(Stored items)
————————

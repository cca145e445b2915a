//! Testing utilities and helpers
//!
//! - **[`mocks`]**: Mock implementations of the auth traits
//! - **[`fixtures`]**: Token record fixtures

pub mod fixtures;
pub mod mocks;

pub use fixtures::token_record;
pub use mocks::MockTokenEndpoint;
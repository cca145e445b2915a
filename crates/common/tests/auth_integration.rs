//! Integration tests for the auth module
//!
//! Drives the OAuth + PKCE handshake and the token lifecycle against a
//! wiremock gateway.

#![cfg(feature = "runtime")]

use std::sync::{Arc, Once};
use std::time::Duration;

use chrono::Utc;
use futures::future::join_all;
use mpauth_common::auth::{
    generate_code_challenge, AuthError, ClientCredentials, GatewayEndpoints, GatewayOAuthClient,
    InMemoryTokenStore, OAuthService, SharedCredentials, StateTokenService, TokenLifecycleManager,
    TokenManagerConfig, TokenRecord, TokenStore,
};
use serde_json::json;
use wiremock::matchers::{body_partial_json, method, path};
use wiremock::{Mock, MockServer, ResponseTemplate};

type Manager = TokenLifecycleManager<GatewayOAuthClient, InMemoryTokenStore, SharedCredentials>;

fn disable_proxy() {
    static INIT: Once = Once::new();
    INIT.call_once(|| {
        std::env::set_var("MPAUTH_DISABLE_PROXY", "1");
    });
}

fn manager_for(
    server: &MockServer,
    remote_timeout: Duration,
) -> (Arc<Manager>, Arc<InMemoryTokenStore>) {
    disable_proxy();
    let client = GatewayOAuthClient::new(
        GatewayEndpoints::new(server.uri(), "https://auth.example.test"),
        Duration::from_secs(5),
    )
    .expect("client");
    let store = Arc::new(InMemoryTokenStore::new());
    let manager = TokenLifecycleManager::with_config(
        Arc::new(client),
        Arc::clone(&store),
        Arc::new(SharedCredentials::new(ClientCredentials::new("app-id", "app-secret"))),
        TokenManagerConfig { refresh_skew: Duration::from_secs(300), remote_timeout },
    );
    (Arc::new(manager), store)
}

fn stored(age_seconds: i64, expires_in: i64) -> TokenRecord {
    TokenRecord {
        access_token: "APP_USR-old".to_string(),
        refresh_token: Some("TG-old-refresh".to_string()),
        token_type: "Bearer".to_string(),
        expires_in,
        scope: Some("offline_access read write".to_string()),
        remote_user_id: Some(555),
        obtained_at: Utc::now() - chrono::Duration::seconds(age_seconds),
    }
}

fn token_body(access: &str, refresh: &str) -> serde_json::Value {
    json!({
        "access_token": access,
        "token_type": "Bearer",
        "expires_in": 21600,
        "scope": "offline_access read write",
        "user_id": 555,
        "refresh_token": refresh,
    })
}

/// Validates the full authorization handshake against the gateway.
///
/// # Test Steps
/// 1. Start an authorization and read the PKCE challenge from the URL
/// 2. Mock the token endpoint to accept only the matching verifier
/// 3. Complete the callback and read the access token back
#[tokio::test(flavor = "multi_thread")]
async fn test_authorization_handshake_end_to_end() -> anyhow::Result<()> {
    let server = MockServer::start().await;
    let (manager, _) = manager_for(&server, Duration::from_secs(5));
    let service = OAuthService::new(StateTokenService::in_memory("signing-key")?, manager);

    let request = service.start_authorization("https://shop.example/cb")?;
    assert!(request.url.starts_with("https://auth.example.test/authorization?client_id=app-id"));
    assert!(request.url.contains("redirect_uri=https%3A%2F%2Fshop.example%2Fcb"));
    assert!(request.url.contains("platform_id=mp"));

    let verifier = service.states().get(&request.state).expect("verifier saved");
    let challenge = generate_code_challenge(&verifier);
    assert!(request.url.contains(&format!("code_challenge={challenge}")));

    Mock::given(method("POST"))
        .and(path("/oauth/token"))
        .and(body_partial_json(json!({
            "grant_type": "authorization_code",
            "client_id": "app-id",
            "client_secret": "app-secret",
            "code": "TG-auth-code",
            "redirect_uri": "https://shop.example/cb",
            "code_verifier": verifier,
        })))
        .respond_with(ResponseTemplate::new(200).set_body_json(token_body("APP_USR-new", "TG-r1")))
        .expect(1)
        .mount(&server)
        .await;

    let record = service
        .complete_authorization(
            "merchant-1",
            "TG-auth-code",
            &request.state,
            "https://shop.example/cb",
        )
        .await?;
    assert_eq!(record.remote_user_id, Some(555));
    assert!(service.states().get(&request.state).is_none());

    assert_eq!(service.get_access_token("merchant-1").await?, "APP_USR-new");
    Ok(())
}

/// Validates that a fresh token is served from the store.
///
/// # Test Steps
/// 1. Store a record obtained one second ago
/// 2. Request a token with the token endpoint expecting no calls
#[tokio::test(flavor = "multi_thread")]
async fn test_fresh_token_does_not_hit_gateway() {
    let server = MockServer::start().await;
    Mock::given(method("POST"))
        .and(path("/oauth/token"))
        .respond_with(ResponseTemplate::new(200).set_body_json(token_body("unused", "unused")))
        .expect(0)
        .mount(&server)
        .await;
    let (manager, store) = manager_for(&server, Duration::from_secs(5));
    store.put("merchant-1", stored(1, 3600)).await.unwrap();

    assert_eq!(manager.get_valid_access_token("merchant-1").await.unwrap(), "APP_USR-old");
}

/// Validates single-flight refresh across concurrent callers.
///
/// # Test Steps
/// 1. Store a record with 4 seconds left (inside the 5 minute skew)
/// 2. Fire 12 concurrent requests at a slow token endpoint
/// 3. Verify one refresh call and one consistent token for everyone
#[tokio::test(flavor = "multi_thread", worker_threads = 4)]
async fn test_concurrent_refresh_hits_gateway_once() {
    let server = MockServer::start().await;
    Mock::given(method("POST"))
        .and(path("/oauth/token"))
        .and(body_partial_json(json!({
            "grant_type": "refresh_token",
            "refresh_token": "TG-old-refresh",
            "client_id": "app-id",
            "client_secret": "app-secret",
        })))
        .respond_with(
            ResponseTemplate::new(200)
                .set_body_json(token_body("APP_USR-refreshed", "TG-new-refresh"))
                .set_delay(Duration::from_millis(200)),
        )
        .expect(1)
        .mount(&server)
        .await;
    let (manager, store) = manager_for(&server, Duration::from_secs(5));
    store.put("merchant-1", stored(3596, 3600)).await.unwrap();

    let calls = (0..12).map(|_| {
        let manager = Arc::clone(&manager);
        tokio::spawn(async move { manager.get_valid_access_token("merchant-1").await })
    });
    for result in join_all(calls).await {
        assert_eq!(result.unwrap().unwrap(), "APP_USR-refreshed");
    }

    let record = store.get("merchant-1").await.unwrap().unwrap();
    assert_eq!(record.refresh_token.as_deref(), Some("TG-new-refresh"));
    assert_eq!(record.expires_in, 21600);
}

/// Validates that gateway rejections surface with the raw body.
///
/// # Test Steps
/// 1. Mock a 400 `invalid_grant` response
/// 2. Verify a Remote error with status and body, and the stale token kept
#[tokio::test(flavor = "multi_thread")]
async fn test_rejected_refresh_is_remote_error() {
    let server = MockServer::start().await;
    Mock::given(method("POST"))
        .and(path("/oauth/token"))
        .respond_with(
            ResponseTemplate::new(400)
                .set_body_string(r#"{"error":"invalid_grant","message":"invalid refresh_token"}"#),
        )
        .mount(&server)
        .await;
    let (manager, store) = manager_for(&server, Duration::from_secs(5));
    store.put("merchant-1", stored(3596, 3600)).await.unwrap();

    let err = manager.get_valid_access_token("merchant-1").await.unwrap_err();
    match err {
        AuthError::Remote { status, body } => {
            assert_eq!(status, Some(400));
            assert!(body.contains("invalid_grant"));
        }
        other => panic!("expected remote error, got {other:?}"),
    }
    assert_eq!(store.get("merchant-1").await.unwrap().unwrap().access_token, "APP_USR-old");
}

#[tokio::test(flavor = "multi_thread")]
async fn test_empty_success_body_is_remote_error() {
    let server = MockServer::start().await;
    Mock::given(method("POST"))
        .and(path("/oauth/token"))
        .respond_with(ResponseTemplate::new(200))
        .mount(&server)
        .await;
    let (manager, _) = manager_for(&server, Duration::from_secs(5));
    let creds = ClientCredentials::new("app-id", "app-secret");

    let err = manager.refresh_access_token(&creds, "TG-old-refresh").await.unwrap_err();
    assert!(matches!(err, AuthError::Remote { status: Some(200), .. }), "got {err:?}");
}

#[tokio::test(flavor = "multi_thread")]
async fn test_malformed_success_body_is_decode_error() {
    let server = MockServer::start().await;
    Mock::given(method("POST"))
        .and(path("/oauth/token"))
        .respond_with(ResponseTemplate::new(200).set_body_string("<html>maintenance</html>"))
        .mount(&server)
        .await;
    let (manager, _) = manager_for(&server, Duration::from_secs(5));
    let creds = ClientCredentials::new("app-id", "app-secret");

    let err = manager
        .exchange_code_for_token(&creds, "TG-code", "https://cb", "verifier")
        .await
        .unwrap_err();
    match &err {
        AuthError::Decode { body, .. } => assert!(body.contains("maintenance")),
        other => panic!("expected decode error, got {other:?}"),
    }
    assert!(err.is_remote());
}

/// Validates that a hung gateway releases the refresh gate.
///
/// # Test Steps
/// 1. Delay the token endpoint past the manager's remote timeout
/// 2. Verify a Remote error without status, twice in a row
#[tokio::test(flavor = "multi_thread")]
async fn test_slow_gateway_times_out() {
    let server = MockServer::start().await;
    Mock::given(method("POST"))
        .and(path("/oauth/token"))
        .respond_with(
            ResponseTemplate::new(200)
                .set_body_json(token_body("late", "late"))
                .set_delay(Duration::from_secs(2)),
        )
        .mount(&server)
        .await;
    let (manager, store) = manager_for(&server, Duration::from_millis(100));
    store.put("merchant-1", stored(3596, 3600)).await.unwrap();

    for _ in 0..2 {
        let err = manager.get_valid_access_token("merchant-1").await.unwrap_err();
        assert!(matches!(err, AuthError::Remote { status: None, .. }), "got {err:?}");
    }
}

#[tokio::test(flavor = "multi_thread")]
async fn test_unknown_user_is_unauthorized() {
    let server = MockServer::start().await;
    let (manager, _) = manager_for(&server, Duration::from_secs(5));

    let err = manager.get_valid_access_token("nobody").await.unwrap_err();
    assert_eq!(err, AuthError::Unauthorized("no tokens for user".to_string()));
}
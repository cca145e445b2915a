//! Database implementations

pub mod pool;
pub mod token_store;

pub use pool::*;
pub use token_store::*;
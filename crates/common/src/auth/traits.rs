//! Traits for the OAuth token lifecycle
//!
//! These traits are the seams of the auth core: the lifecycle manager
//! depends only on them, never on a concrete HTTP client, store or
//! configuration backend.

use async_trait::async_trait;

use super::error::AuthError;
use super::types::{ClientCredentials, TokenRecord, TokenResponse};

/// The gateway's OAuth endpoints
#[async_trait]
pub trait TokenEndpoint: Send + Sync {
    /// Build the URL the user is redirected to in order to grant access
    fn authorization_url(
        &self,
        client_id: &str,
        redirect_uri: &str,
        state: &str,
        code_challenge: &str,
    ) -> String;

    /// Exchange an authorization code (plus its PKCE verifier) for tokens
    ///
    /// # Errors
    /// `Remote` on a non-success status, empty body or transport failure;
    /// `Decode` when a success body cannot be parsed.
    async fn exchange_code(
        &self,
        credentials: &ClientCredentials,
        code: &str,
        redirect_uri: &str,
        code_verifier: &str,
    ) -> Result<TokenResponse, AuthError>;

    /// Mint a new access token from a refresh token
    ///
    /// # Errors
    /// Same failure modes as [`TokenEndpoint::exchange_code`].
    async fn refresh(
        &self,
        credentials: &ClientCredentials,
        refresh_token: &str,
    ) -> Result<TokenResponse, AuthError>;
}

/// Keyed persistence of the latest token record per user
///
/// A missing record is `Ok(None)`, never an error.
#[async_trait]
pub trait TokenStore: Send + Sync {
    async fn get(&self, user_id: &str) -> Result<Option<TokenRecord>, AuthError>;

    /// Insert or replace the record for `user_id`
    async fn put(&self, user_id: &str, record: TokenRecord) -> Result<(), AuthError>;

    /// Drop the record for `user_id`; succeeds when nothing was stored
    async fn remove(&self, user_id: &str) -> Result<(), AuthError>;
}

/// Storage for pending authorization attempts (state -> code verifier)
pub trait VerifierStore: Send + Sync {
    /// Associate `verifier` with `state`, overwriting silently
    fn save(&self, state: &str, verifier: &str);

    /// Non-destructive lookup
    fn get(&self, state: &str) -> Option<String>;

    fn remove(&self, state: &str);
}

/// Source of the application's client credentials
///
/// Consulted on every exchange and refresh so rotated credentials take
/// effect without a restart.
pub trait CredentialSource: Send + Sync {
    /// # Errors
    /// Returns `AuthError::Config` if either value is absent or empty.
    fn client_credentials(&self) -> Result<ClientCredentials, AuthError>;
}

/// Capability to obtain a currently valid access token for a user
#[async_trait]
pub trait AccessTokenProvider: Send + Sync {
    async fn access_token(&self, user_id: &str) -> Result<String, AuthError>;
}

————————

Your goal: Each line from the one that includes "async fn get(&self, user_id: &str)" down to the close of the records above is to be given again exactly, and no other line is to appear.

Solution to this exercise:
    async fn get(&self, user_id: &str) -> Result<Option<TokenRecord>, AuthError>;

    /// Insert or replace the record for `user_id`
    async fn put(&self, user_id: &str, record: TokenRecord) -> Result<(), AuthError>;

    /// Drop the record for `user_id`; succeeds when nothing was stored
    async fn remove(&self, user_id: &str) -> Result<(), AuthError>;
}

/// Storage for pending authorization attempts (state -> code verifier)
pub trait VerifierStore: Send + Sync {
    /// Associate `verifier` with `state`, overwriting silently
    fn save(&self, state: &str, verifier: &str);

    /// Non-destructive lookup
    fn get(&self, state: &str) -> Option<String>;

    fn remove(&self, state: &str);
}

/// Source of the application's client credentials
///
/// Consulted on every exchange and refresh so rotated credentials take
/// effect without a restart.
pub trait CredentialSource: Send + Sync {
    /// # Errors
    /// Returns `AuthError::Config` if either value is absent or empty.
    fn client_credentials(&self) -> Result<ClientCredentials, AuthError>;
}

/// Capability to obtain a currently valid access token for a user
#[async_trait]
pub trait AccessTokenProvider: Send + Sync {
    async fn access_token(&self, user_id: &str) -> Result<String, AuthError>;
}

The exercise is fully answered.